* **GOAL OF THE EXERCISE**: Starting at the line that contains "let history = self.history.clone();" and ending at the line that contains "self.receiver.close();", the lines below are to be given again exactly, with nothing added.

════════

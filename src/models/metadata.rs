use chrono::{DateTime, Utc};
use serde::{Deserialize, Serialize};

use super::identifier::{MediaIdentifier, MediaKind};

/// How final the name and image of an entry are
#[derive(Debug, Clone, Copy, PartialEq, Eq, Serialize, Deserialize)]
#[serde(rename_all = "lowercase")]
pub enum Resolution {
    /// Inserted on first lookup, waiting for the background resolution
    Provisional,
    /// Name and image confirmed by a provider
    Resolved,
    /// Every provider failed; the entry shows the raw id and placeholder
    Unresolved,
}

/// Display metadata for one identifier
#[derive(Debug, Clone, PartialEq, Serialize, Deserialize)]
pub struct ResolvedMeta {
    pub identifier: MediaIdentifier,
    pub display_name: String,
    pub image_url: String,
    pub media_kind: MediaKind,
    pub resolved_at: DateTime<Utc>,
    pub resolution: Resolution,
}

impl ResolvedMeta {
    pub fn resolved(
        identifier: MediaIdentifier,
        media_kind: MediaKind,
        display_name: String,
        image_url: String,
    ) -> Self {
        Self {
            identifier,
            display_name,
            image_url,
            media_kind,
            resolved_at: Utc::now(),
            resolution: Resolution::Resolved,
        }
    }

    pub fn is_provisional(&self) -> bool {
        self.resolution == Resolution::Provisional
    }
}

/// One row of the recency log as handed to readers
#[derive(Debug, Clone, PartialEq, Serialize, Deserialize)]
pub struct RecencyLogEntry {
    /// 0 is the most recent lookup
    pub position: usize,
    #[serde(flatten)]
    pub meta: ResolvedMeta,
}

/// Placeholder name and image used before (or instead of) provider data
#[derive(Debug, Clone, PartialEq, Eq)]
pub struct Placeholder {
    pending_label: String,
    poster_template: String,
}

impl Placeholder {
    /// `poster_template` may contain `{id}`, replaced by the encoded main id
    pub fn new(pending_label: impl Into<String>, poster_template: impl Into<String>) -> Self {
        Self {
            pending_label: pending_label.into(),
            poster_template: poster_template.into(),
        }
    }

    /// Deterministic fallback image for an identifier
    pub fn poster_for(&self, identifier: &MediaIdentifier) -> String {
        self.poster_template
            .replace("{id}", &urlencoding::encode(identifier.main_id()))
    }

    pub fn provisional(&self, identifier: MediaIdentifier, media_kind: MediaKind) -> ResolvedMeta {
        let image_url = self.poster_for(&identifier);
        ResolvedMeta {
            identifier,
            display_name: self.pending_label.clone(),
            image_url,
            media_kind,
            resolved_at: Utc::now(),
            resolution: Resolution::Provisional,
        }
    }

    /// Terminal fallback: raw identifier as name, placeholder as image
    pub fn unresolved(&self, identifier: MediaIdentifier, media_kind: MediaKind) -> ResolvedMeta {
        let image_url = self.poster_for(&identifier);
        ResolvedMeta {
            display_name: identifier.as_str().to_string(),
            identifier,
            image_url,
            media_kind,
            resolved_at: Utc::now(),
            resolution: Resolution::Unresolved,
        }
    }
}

════════

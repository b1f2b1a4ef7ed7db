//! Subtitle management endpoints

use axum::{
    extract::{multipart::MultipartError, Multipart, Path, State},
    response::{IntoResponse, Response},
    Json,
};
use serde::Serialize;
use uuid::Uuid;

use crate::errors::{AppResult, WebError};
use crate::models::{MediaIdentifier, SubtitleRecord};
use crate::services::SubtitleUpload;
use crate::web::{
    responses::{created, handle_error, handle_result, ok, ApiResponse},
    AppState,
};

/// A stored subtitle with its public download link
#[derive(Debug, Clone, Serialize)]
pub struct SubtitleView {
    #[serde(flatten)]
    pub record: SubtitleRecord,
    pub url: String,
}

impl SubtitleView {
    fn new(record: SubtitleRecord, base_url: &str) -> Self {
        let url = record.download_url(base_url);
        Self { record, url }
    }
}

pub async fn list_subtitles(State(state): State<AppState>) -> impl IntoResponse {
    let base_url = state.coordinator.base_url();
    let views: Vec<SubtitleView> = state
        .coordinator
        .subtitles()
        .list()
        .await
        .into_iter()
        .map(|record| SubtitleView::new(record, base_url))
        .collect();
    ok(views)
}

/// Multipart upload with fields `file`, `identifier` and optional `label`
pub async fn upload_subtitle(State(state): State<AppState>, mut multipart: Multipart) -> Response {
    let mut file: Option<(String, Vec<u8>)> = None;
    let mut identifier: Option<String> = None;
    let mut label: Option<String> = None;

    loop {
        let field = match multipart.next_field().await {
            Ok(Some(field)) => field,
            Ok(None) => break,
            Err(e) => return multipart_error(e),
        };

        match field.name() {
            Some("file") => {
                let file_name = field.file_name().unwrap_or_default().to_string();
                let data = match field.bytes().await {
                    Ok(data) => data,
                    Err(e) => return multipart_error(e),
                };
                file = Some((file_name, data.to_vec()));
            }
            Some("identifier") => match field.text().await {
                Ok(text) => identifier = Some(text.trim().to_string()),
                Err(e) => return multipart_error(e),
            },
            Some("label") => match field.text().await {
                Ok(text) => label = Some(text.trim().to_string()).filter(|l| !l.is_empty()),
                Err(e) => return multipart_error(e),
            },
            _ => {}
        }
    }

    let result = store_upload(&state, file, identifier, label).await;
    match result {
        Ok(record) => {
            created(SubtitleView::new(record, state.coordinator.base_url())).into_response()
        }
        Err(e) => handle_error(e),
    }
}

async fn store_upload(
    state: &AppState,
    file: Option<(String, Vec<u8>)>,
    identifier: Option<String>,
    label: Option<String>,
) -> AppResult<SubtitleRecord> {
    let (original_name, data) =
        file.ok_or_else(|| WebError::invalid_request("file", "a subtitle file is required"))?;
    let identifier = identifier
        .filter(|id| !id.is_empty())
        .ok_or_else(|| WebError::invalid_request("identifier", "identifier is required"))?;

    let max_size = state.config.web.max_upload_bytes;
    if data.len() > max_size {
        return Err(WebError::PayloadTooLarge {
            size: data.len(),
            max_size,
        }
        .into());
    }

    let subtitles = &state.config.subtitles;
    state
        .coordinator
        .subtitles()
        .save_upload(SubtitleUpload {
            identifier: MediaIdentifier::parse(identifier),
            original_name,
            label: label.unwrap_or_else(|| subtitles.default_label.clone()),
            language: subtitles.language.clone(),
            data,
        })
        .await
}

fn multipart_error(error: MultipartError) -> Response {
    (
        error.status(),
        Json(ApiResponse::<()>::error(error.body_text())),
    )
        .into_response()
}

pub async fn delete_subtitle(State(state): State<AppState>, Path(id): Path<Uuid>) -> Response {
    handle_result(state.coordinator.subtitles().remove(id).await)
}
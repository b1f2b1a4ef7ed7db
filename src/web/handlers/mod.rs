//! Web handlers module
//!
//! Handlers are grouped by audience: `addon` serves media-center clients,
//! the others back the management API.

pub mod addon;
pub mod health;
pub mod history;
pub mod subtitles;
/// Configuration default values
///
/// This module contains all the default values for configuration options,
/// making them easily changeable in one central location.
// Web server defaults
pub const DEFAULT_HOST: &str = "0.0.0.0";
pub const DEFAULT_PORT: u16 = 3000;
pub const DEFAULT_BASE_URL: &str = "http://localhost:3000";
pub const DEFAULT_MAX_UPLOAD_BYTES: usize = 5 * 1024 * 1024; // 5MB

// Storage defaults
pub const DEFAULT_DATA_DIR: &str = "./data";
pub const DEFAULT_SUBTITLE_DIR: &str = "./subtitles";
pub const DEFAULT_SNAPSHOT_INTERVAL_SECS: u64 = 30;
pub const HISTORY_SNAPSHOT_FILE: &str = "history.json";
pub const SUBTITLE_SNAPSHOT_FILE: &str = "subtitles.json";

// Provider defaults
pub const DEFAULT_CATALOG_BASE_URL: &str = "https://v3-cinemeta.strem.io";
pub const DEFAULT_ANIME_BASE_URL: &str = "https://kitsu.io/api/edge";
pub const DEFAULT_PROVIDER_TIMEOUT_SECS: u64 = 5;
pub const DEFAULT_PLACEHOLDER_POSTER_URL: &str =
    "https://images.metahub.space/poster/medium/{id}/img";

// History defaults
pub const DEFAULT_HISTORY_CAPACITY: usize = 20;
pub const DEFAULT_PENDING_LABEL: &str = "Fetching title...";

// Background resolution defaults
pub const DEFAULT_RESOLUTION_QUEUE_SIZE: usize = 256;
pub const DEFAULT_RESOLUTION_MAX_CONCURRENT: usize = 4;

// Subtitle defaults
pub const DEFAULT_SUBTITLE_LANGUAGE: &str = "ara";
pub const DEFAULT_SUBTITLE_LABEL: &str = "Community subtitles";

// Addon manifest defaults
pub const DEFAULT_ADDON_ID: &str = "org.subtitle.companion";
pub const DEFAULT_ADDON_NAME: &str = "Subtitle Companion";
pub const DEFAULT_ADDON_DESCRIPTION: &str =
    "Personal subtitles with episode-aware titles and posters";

════════

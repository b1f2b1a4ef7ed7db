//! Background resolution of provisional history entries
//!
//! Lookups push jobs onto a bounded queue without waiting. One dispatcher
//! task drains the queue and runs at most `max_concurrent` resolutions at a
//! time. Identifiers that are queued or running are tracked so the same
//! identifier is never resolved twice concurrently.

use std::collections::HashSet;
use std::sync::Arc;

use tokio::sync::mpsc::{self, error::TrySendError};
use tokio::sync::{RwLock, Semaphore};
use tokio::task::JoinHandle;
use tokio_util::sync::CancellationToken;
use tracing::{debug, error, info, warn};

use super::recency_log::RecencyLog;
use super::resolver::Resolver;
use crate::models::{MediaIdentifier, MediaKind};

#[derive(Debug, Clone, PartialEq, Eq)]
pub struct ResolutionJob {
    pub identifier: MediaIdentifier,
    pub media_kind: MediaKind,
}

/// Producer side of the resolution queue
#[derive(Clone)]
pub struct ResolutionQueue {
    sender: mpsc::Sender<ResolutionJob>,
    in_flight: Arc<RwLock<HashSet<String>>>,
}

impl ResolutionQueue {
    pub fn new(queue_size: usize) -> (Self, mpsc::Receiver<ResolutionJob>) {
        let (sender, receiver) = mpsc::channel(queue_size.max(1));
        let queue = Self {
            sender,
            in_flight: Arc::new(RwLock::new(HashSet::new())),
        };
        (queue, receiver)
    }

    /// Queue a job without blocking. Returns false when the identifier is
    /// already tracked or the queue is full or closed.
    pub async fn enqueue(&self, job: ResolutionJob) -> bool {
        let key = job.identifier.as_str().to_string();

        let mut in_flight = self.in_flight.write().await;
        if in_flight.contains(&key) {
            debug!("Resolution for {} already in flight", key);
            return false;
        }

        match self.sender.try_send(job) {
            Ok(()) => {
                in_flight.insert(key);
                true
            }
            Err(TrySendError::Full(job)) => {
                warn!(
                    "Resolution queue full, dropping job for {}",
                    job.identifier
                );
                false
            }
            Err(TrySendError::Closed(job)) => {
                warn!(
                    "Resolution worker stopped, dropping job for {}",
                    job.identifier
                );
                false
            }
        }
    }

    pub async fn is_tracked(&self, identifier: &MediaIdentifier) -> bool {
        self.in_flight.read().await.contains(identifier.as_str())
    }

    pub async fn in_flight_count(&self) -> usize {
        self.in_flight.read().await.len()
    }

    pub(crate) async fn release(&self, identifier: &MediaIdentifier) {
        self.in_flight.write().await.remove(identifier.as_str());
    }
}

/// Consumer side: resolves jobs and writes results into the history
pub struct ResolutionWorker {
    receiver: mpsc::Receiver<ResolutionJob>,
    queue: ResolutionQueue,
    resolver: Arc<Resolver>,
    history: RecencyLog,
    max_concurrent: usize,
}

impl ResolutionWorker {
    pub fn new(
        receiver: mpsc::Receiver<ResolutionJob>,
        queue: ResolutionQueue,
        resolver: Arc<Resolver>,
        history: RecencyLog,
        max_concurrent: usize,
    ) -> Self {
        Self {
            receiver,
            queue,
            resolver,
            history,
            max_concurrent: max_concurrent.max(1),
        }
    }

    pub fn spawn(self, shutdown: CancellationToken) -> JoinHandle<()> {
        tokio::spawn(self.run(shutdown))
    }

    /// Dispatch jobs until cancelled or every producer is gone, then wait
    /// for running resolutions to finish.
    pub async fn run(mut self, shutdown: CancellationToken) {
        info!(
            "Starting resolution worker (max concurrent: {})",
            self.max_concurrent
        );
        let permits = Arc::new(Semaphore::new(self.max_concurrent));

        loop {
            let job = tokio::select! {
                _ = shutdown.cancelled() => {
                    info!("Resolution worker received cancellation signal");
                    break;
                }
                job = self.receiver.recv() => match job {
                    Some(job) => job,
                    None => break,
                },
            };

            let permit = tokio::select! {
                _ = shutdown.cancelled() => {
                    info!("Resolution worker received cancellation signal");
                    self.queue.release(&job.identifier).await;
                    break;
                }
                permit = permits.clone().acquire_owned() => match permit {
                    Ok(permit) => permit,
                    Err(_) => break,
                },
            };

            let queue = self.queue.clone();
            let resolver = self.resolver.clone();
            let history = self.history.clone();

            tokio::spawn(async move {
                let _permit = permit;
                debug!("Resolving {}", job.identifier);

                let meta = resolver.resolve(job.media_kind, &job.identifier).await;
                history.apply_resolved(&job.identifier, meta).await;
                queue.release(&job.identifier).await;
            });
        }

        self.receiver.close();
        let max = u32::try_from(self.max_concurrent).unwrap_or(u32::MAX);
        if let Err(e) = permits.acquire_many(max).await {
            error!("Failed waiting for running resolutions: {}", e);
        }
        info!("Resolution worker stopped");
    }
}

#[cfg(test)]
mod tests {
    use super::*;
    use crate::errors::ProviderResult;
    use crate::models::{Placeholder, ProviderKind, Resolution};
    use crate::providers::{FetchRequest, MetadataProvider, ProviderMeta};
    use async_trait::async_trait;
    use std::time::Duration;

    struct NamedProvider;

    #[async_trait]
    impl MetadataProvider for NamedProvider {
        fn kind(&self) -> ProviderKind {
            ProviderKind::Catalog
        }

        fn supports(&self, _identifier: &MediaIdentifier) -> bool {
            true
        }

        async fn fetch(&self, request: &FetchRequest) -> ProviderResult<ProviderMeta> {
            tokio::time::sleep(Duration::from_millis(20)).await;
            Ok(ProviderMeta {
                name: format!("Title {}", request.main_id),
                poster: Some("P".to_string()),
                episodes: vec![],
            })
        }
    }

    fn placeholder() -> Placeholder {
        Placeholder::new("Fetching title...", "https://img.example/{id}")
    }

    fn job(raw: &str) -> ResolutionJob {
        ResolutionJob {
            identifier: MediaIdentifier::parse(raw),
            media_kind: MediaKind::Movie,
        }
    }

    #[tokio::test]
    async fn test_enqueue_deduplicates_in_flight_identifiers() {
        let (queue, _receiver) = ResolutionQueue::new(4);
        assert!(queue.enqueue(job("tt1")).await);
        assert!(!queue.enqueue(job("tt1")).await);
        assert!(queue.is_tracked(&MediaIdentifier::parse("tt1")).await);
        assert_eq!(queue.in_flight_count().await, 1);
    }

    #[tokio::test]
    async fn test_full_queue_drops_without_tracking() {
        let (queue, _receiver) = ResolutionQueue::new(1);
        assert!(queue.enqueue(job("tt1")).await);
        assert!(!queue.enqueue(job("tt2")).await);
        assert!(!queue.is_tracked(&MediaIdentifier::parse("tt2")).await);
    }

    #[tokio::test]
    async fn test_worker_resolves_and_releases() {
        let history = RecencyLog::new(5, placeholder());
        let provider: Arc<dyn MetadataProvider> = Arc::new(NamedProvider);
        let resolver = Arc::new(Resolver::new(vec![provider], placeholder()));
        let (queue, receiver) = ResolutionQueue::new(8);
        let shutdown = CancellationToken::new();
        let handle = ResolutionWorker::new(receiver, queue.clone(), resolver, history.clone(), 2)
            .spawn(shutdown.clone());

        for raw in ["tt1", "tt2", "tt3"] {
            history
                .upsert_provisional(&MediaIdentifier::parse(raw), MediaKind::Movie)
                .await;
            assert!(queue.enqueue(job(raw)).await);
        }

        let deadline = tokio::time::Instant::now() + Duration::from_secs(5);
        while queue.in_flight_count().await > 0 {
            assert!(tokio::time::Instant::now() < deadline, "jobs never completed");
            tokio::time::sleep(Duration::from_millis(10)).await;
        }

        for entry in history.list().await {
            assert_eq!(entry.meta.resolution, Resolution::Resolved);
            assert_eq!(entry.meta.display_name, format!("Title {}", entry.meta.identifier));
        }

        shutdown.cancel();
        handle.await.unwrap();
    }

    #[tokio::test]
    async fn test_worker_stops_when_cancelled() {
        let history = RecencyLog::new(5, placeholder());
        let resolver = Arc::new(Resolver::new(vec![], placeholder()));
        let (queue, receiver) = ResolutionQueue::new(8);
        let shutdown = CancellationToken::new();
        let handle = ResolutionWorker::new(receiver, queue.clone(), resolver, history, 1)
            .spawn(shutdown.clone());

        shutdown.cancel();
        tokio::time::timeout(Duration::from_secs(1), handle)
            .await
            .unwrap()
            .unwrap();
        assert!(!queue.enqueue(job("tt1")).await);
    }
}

════════

* **RESPONSE BELOW**:
            let history = self.history.clone();

            tokio::spawn(async move {
                let _permit = permit;
                debug!("Resolving {}", job.identifier);

                let meta = resolver.resolve(job.media_kind, &job.identifier).await;
                history.apply_resolved(&job.identifier, meta).await;
                queue.release(&job.identifier).await;
            });
        }

        self.receiver.close();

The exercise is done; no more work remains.